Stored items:
-=-=-

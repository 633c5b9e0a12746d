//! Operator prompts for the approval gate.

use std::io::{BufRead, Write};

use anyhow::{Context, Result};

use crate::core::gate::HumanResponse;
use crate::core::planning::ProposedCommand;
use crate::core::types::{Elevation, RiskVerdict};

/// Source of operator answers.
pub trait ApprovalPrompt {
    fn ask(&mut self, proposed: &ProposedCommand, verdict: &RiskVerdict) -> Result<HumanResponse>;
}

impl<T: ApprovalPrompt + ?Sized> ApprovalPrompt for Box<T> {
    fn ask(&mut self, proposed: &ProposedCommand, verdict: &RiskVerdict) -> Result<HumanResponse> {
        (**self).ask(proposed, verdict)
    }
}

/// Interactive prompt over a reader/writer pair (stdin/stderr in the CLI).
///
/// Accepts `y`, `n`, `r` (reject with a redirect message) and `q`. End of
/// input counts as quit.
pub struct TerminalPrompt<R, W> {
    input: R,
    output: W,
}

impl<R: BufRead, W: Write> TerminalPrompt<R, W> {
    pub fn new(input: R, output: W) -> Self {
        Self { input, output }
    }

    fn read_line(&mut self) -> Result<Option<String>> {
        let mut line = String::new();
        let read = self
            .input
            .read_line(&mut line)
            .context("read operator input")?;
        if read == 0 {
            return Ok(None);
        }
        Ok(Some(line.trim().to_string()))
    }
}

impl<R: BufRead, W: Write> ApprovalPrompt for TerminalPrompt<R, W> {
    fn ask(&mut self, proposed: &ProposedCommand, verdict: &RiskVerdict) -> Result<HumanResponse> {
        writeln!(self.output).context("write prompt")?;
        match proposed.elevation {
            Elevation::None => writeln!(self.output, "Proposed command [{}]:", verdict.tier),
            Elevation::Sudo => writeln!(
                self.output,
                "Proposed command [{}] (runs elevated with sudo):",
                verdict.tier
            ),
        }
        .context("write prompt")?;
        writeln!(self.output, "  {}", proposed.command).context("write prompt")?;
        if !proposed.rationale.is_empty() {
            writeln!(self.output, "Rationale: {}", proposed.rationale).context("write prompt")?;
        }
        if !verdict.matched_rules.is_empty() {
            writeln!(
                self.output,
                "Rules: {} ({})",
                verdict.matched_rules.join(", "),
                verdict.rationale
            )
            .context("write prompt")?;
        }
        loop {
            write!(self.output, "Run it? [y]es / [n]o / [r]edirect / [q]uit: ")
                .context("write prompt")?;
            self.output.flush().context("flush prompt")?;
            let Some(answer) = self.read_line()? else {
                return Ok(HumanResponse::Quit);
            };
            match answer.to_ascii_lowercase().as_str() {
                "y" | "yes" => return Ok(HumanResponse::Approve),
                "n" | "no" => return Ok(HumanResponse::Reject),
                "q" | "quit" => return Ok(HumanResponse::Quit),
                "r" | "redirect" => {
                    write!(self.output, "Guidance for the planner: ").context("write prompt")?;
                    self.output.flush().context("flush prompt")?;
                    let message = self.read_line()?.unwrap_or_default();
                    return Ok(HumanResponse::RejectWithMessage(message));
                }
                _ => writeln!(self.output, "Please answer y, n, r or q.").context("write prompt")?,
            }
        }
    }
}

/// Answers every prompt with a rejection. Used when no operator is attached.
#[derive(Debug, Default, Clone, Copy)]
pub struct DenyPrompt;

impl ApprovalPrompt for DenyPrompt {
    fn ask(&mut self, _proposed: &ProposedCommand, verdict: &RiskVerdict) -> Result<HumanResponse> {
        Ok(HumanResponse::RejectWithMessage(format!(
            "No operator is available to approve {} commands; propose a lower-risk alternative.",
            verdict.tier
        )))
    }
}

-=-=-

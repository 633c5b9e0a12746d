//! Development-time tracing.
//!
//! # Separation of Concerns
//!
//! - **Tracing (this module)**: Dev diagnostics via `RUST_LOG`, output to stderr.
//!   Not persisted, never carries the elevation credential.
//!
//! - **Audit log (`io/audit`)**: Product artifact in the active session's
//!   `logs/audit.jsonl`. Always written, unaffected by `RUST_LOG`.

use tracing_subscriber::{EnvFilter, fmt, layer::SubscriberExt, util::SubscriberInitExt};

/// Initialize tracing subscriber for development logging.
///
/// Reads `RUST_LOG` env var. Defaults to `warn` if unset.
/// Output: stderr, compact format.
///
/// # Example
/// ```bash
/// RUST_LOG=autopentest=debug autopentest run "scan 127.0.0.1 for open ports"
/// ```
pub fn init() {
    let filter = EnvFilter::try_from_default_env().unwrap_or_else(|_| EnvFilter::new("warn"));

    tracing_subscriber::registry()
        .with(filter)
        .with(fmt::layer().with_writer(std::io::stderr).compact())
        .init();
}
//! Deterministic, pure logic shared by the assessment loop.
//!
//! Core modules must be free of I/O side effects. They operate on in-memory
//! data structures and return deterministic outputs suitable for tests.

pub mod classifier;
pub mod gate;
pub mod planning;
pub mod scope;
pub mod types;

-=-=-

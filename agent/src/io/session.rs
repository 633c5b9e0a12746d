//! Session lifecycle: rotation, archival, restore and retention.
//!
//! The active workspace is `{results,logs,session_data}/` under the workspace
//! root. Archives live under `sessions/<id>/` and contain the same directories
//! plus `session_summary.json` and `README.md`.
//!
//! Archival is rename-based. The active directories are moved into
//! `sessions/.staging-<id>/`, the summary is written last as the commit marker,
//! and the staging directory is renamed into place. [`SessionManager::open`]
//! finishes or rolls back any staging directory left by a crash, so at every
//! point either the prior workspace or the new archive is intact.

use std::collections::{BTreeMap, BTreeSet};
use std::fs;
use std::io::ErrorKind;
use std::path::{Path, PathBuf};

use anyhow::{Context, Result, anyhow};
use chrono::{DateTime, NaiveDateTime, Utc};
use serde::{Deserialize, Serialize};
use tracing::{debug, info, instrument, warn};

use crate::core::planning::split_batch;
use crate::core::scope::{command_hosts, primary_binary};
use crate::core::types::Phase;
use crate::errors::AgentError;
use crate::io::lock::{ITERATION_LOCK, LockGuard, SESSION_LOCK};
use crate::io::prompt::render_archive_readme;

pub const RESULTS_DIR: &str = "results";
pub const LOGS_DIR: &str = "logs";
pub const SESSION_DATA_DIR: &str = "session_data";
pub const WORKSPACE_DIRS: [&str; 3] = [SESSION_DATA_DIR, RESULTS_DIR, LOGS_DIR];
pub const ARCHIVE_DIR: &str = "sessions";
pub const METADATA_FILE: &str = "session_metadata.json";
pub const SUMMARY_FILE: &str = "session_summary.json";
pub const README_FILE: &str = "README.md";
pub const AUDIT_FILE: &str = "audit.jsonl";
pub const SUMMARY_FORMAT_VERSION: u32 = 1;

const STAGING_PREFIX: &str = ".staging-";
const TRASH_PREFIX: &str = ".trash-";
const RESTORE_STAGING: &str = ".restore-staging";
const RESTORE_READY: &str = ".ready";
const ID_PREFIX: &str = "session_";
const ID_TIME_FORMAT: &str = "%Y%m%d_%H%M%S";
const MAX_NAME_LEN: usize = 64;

-=-=-

● **Exercise objective**: Collect from the data above every line that includes "Some".

● **Final answer**:
        Ok(Some(line.trim().to_string()))
            let Some(answer) = self.read_line()? else {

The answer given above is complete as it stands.